(Your assignment): What lines in this listing contain the string "AppConfig"? Report each one by copying it.

(Task data):
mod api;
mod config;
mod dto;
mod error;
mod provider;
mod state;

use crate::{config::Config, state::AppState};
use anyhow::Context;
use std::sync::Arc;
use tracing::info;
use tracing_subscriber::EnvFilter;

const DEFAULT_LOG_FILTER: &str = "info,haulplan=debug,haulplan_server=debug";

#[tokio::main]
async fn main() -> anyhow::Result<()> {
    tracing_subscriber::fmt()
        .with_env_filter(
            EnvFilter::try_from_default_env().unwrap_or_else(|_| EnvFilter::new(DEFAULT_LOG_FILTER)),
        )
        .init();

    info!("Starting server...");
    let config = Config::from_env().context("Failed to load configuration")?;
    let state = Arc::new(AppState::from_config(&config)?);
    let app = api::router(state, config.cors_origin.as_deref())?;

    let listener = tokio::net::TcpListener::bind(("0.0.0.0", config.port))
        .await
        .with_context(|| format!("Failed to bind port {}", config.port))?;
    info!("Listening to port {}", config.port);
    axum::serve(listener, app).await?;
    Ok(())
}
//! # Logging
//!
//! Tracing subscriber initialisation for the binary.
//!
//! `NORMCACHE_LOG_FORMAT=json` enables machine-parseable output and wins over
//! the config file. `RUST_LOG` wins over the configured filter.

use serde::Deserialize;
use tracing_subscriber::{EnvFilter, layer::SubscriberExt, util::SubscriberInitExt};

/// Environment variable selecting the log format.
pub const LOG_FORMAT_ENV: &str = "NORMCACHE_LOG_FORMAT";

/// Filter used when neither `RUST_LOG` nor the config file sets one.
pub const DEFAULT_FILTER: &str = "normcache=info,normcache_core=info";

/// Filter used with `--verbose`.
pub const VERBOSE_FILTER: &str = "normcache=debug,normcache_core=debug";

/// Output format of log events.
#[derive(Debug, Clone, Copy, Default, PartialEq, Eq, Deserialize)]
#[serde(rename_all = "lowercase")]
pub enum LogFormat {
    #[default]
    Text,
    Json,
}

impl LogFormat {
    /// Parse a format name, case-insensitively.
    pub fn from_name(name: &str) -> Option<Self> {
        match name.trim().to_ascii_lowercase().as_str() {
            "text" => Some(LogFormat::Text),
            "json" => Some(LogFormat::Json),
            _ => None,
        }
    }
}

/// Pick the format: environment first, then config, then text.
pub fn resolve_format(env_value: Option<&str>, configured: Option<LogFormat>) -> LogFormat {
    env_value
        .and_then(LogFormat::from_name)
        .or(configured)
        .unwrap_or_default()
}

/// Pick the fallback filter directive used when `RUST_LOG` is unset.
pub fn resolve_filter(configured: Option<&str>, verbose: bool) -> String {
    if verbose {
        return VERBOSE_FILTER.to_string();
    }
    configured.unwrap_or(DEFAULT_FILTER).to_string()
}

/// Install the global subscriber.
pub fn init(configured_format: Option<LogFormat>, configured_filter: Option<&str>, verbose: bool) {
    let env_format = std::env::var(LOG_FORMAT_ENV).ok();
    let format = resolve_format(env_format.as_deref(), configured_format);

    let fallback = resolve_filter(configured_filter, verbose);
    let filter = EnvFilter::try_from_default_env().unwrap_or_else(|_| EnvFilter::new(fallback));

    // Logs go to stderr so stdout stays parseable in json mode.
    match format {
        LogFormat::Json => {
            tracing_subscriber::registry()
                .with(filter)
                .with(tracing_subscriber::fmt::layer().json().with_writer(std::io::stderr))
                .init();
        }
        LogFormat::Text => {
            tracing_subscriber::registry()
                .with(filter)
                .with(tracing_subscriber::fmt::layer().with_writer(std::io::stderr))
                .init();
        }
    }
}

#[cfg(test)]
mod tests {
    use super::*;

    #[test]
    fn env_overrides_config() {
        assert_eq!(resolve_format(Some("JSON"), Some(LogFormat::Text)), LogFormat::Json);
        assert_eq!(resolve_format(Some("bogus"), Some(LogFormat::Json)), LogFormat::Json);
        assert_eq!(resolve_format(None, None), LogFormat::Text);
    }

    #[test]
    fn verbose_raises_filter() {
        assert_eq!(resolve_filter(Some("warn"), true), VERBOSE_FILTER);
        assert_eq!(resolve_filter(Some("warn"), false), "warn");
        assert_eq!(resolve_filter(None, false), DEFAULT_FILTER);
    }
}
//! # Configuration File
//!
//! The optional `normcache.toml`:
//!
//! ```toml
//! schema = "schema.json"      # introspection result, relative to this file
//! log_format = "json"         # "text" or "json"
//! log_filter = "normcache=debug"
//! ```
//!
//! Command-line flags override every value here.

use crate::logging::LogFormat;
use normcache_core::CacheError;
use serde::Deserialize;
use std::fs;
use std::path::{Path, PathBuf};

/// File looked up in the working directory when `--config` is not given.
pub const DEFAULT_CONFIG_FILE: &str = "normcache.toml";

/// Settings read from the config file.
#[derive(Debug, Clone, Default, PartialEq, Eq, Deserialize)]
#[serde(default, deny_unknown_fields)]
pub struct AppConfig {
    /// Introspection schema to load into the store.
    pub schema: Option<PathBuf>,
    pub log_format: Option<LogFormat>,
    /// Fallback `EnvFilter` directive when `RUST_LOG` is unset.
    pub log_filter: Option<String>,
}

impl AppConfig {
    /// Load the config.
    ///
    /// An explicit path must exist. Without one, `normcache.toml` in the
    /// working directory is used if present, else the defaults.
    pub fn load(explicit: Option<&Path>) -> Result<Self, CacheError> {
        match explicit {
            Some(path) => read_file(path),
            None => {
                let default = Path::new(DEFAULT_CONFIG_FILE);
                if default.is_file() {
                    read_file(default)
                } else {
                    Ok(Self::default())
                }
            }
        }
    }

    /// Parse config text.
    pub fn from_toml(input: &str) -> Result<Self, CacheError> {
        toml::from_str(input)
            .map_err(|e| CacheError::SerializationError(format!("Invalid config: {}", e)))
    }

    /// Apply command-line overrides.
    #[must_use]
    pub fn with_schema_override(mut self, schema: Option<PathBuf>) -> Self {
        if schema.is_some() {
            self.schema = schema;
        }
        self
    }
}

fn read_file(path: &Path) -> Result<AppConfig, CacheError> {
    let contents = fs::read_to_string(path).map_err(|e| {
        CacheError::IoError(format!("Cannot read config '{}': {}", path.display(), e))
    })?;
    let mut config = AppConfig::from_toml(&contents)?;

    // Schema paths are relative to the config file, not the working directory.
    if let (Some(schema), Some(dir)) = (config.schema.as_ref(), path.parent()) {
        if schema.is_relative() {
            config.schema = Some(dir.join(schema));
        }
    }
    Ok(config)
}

(Worked solution):
pub struct AppConfig {
impl AppConfig {
fn read_file(path: &Path) -> Result<AppConfig, CacheError> {
    let mut config = AppConfig::from_toml(&contents)?;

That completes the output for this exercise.